I have recently dusted off an algorithm I had invented eight years ago, one I dubbed "Hyperball algorithm". It might come handy for predicting the b-tagging rate in CMS events with jets, for an analysis I am thinking of doing. Since saying more would violate a dozen rules so let's leave it at that, and let me instead describe the old idea... Just for fun.

Predictions for the Higgs at the Tevatron

Eight years ago the Tevatron was the only player of the Higgs hunting game. LEP II had just left the scene with its 1.7 sigma indication that something might be cooking at a tentative mass of about 115 GeV, and the CDF and DZERO experiments were trying to make the case for further upgrades to the detecting elements, with the Standard Model Higgs boson set as the ultimate prize.

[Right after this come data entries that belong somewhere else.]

//! Contention within one tick.
//!
//! Every contest is settled by [`PriorityKey`]: higher unit initiative,
//! then earlier submission, then lower unit id, then lower command id.
//! Iteration order of any collection never decides a winner.
//!
//! Output order is all moves, then economy and diplomacy orders, then
//! attacks, each group in priority order. The result is a pure function of
//! (validated set, base state).

use crate::{
    command::{ApplyPhase, PlayerCommand, QueuedCommand},
    content::Ruleset,
    error::{Rejection, ValidationFailure},
    hex::HexCoord,
    types::{CommandId, PlayerId, ResourceBag, UnitId},
    world::WorldState,
};
use chrono::{DateTime, Utc};
use std::cmp::Reverse;
use std::collections::{BTreeMap, BTreeSet};

/// Sort key for contention. Smaller wins.
#[derive(Debug, Clone, Copy, PartialEq, Eq, PartialOrd, Ord)]
pub struct PriorityKey {
    pub initiative: Reverse<u32>,
    pub submitted_at: DateTime<Utc>,
    pub unit_id: UnitId,
    pub command_id: CommandId,
}

impl PriorityKey {
    pub fn of(base: &WorldState, ruleset: &Ruleset, queued: &QueuedCommand) -> Self {
        let unit = queued.command.unit_id().and_then(|id| base.unit(id));
        let initiative = unit
            .and_then(|u| ruleset.unit(&u.kind))
            .map_or(0, |def| def.initiative);
        Self {
            initiative: Reverse(initiative),
            submitted_at: queued.submitted_at,
            unit_id: queued.command.unit_id().unwrap_or(UnitId::MAX),
            command_id: queued.command_id,
        }
    }
}

#[derive(Debug, Default)]
pub struct Arbitration {
    /// Survivors in application order.
    pub ordered: Vec<QueuedCommand>,
    pub rejected: Vec<(QueuedCommand, Rejection)>,
}

pub fn arbitrate(base: &WorldState, ruleset: &Ruleset, validated: Vec<QueuedCommand>) -> Arbitration {
    let mut ranked: Vec<(PriorityKey, QueuedCommand)> = validated
        .into_iter()
        .map(|c| (PriorityKey::of(base, ruleset, &c), c))
        .collect();
    ranked.sort_by(|a, b| a.0.cmp(&b.0));

    let mut losers: BTreeMap<CommandId, Rejection> = BTreeMap::new();
    settle_destinations(base, &ranked, &mut losers);
    settle_exclusive_targets(base, &ranked, &mut losers);
    settle_budgets(base, ruleset, &ranked, &mut losers);

    let mut out = Arbitration::default();
    let mut survivors: Vec<(ApplyPhase, PriorityKey, QueuedCommand)> = Vec::new();
    for (key, command) in ranked {
        match losers.remove(&command.command_id) {
            Some(reason) => out.rejected.push((command, reason)),
            None => survivors.push((command.command.phase(), key, command)),
        }
    }
    survivors.sort_by(|a, b| (a.0, a.1).cmp(&(b.0, b.1)));
    out.ordered = survivors.into_iter().map(|(_, _, c)| c).collect();
    out.rejected.sort_by_key(|(c, _)| c.command_id);
    out
}

/// Moves into a tile beyond its capacity. A unit that wants to leave only
/// frees its slot if its own move wins, so losers are recomputed until the
/// set stops changing.
fn settle_destinations(
    base: &WorldState,
    ranked: &[(PriorityKey, QueuedCommand)],
    losers: &mut BTreeMap<CommandId, Rejection>,
) {
    let moves: Vec<(CommandId, UnitId, HexCoord)> = ranked
        .iter()
        .filter_map(|(_, c)| match c.command {
            PlayerCommand::Move { unit_id, to } => Some((c.command_id, unit_id, to)),
            _ => None,
        })
        .collect();
    if moves.is_empty() {
        return;
    }

    // Losing move -> first mover admitted ahead of it, if any.
    let mut blocked: BTreeMap<CommandId, Option<CommandId>> = BTreeMap::new();
    loop {
        let leaving: BTreeSet<UnitId> = moves
            .iter()
            .filter(|(id, _, _)| !blocked.contains_key(id))
            .map(|(_, unit, _)| *unit)
            .collect();

        let mut stayers: BTreeMap<HexCoord, u32> = BTreeMap::new();
        for unit in base.units.values().filter(|u| !leaving.contains(&u.id)) {
            *stayers.entry(unit.position).or_insert(0) += 1;
        }

        let mut next: BTreeMap<CommandId, Option<CommandId>> = BTreeMap::new();
        let mut admitted: BTreeMap<HexCoord, (u32, Option<CommandId>)> = BTreeMap::new();
        for (command_id, _, to) in &moves {
            let capacity = base.tile(*to).map_or(0, |t| t.capacity);
            let taken = stayers.get(to).copied().unwrap_or(0);
            let entry = admitted.entry(*to).or_insert((0, None));
            if taken + entry.0 < capacity {
                entry.0 += 1;
                entry.1.get_or_insert(*command_id);
            } else {
                next.insert(*command_id, entry.1);
            }
        }
        // Stayers only grow between rounds, so this converges.
        if next == blocked {
            break;
        }
        blocked = next;
    }

    for (command_id, _, to) in &moves {
        let Some(winner) = blocked.get(command_id) else {
            continue;
        };
        let reason = match winner {
            Some(winner) => Rejection::Outprioritized {
                contested: format!("tile {to}"),
                winner: *winner,
            },
            None => ValidationFailure::TileFull { coord: *to }.into(),
        };
        losers.insert(*command_id, reason);
    }
}

/// One structure per tile, each map item to one looter, and no more
/// interactions than an interactable can take this tick.
fn settle_exclusive_targets(
    base: &WorldState,
    ranked: &[(PriorityKey, QueuedCommand)],
    losers: &mut BTreeMap<CommandId, Rejection>,
) {
    let mut claims: BTreeMap<String, (u32, CommandId)> = BTreeMap::new();
    for (_, queued) in ranked {
        if losers.contains_key(&queued.command_id) {
            continue;
        }
        let Some(unit) = queued.command.unit_id().and_then(|id| base.unit(id)) else {
            continue;
        };
        let (contested, limit) = match &queued.command {
            PlayerCommand::Build { .. } => (format!("site {}", unit.position), 1),
            PlayerCommand::Loot { item_id, .. } => (format!("item {item_id}"), 1),
            PlayerCommand::Interact { interactable_id, .. } => {
                let Some(node) = base.tile(unit.position).and_then(|t| t.interactable(interactable_id)) else {
                    continue;
                };
                // A cooldown closes the node for the rest of the tick after one use.
                let per_tick = if node.cooldown_ticks > 0 { 1 } else { u32::MAX };
                let limit = node.remaining_uses().map_or(per_tick, |left| left.min(per_tick));
                (format!("interactable {interactable_id}"), limit)
            }
            _ => continue,
        };
        let claim = claims.entry(contested.clone()).or_insert((0, queued.command_id));
        if claim.0 < limit {
            claim.0 += 1;
        } else {
            losers.insert(
                queued.command_id,
                Rejection::Outprioritized {
                    contested,
                    winner: claim.1,
                },
            );
        }
    }
}

/// Spend each player's balance in priority order; whatever no longer fits
/// is rejected.
fn settle_budgets(
    base: &WorldState,
    ruleset: &Ruleset,
    ranked: &[(PriorityKey, QueuedCommand)],
    losers: &mut BTreeMap<CommandId, Rejection>,
) {
    let mut balances: BTreeMap<PlayerId, ResourceBag> = BTreeMap::new();
    for (_, queued) in ranked {
        if losers.contains_key(&queued.command_id) {
            continue;
        }
        let Some(cost) = queued.command.cost(ruleset) else {
            continue;
        };
        let Some(player) = base.player(queued.player_id) else {
            continue;
        };
        let balance = balances
            .entry(queued.player_id)
            .or_insert_with(|| player.resources.clone());
        let shortfall = cost.iter().find_map(|(res, needed)| {
            let available = balance.get(res).copied().unwrap_or(0);
            (available < *needed).then(|| (res.clone(), *needed, available))
        });
        match shortfall {
            Some((resource, needed, available)) => {
                losers.insert(
                    queued.command_id,
                    Rejection::InsufficientResources {
                        resource,
                        needed,
                        available,
                    },
                );
            }
            None => {
                for (res, amount) in &cost {
                    *balance.entry(res.clone()).or_insert(0) -= amount;
                }
            }
        }
    }
}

Four years earlier (in 1999 to be exact) the Tevatron SUSY/Higgs working group had already assessed the chances of a Higgs boson discovery or exclusion by the CDF and DZERO experiments (see figure on the right), but by 2003 there was real data to play with. This made all the difference: while the 1999 study had been based on a simplified simulation of the "average" detector to evaluate the sensitivity to the Higgs boson as a function of the particle's unknown mass, now real data could be used to precisely assess the background levels of every specific search, the lepton-finding efficiency of the two detectors, and their b-tagging capability.

The standard ingredients

Perhaps I should explain what all these things mean. First of all, the Higgs boson is produced, if it exists, quite rarely in the proton-antiproton collisions delivered at 2 TeV energy by the Tevatron collider. And the rarity of its production is a function of its mass: the higher the mass, the fewer events are expected in a given dataset. This is the result of the increasing rarity of quarks and gluons as the fraction of the total proton momentum they carry is increased: the hard collision takes place between quarks and gluons, and it takes more energy to produce a more massive Higgs boson.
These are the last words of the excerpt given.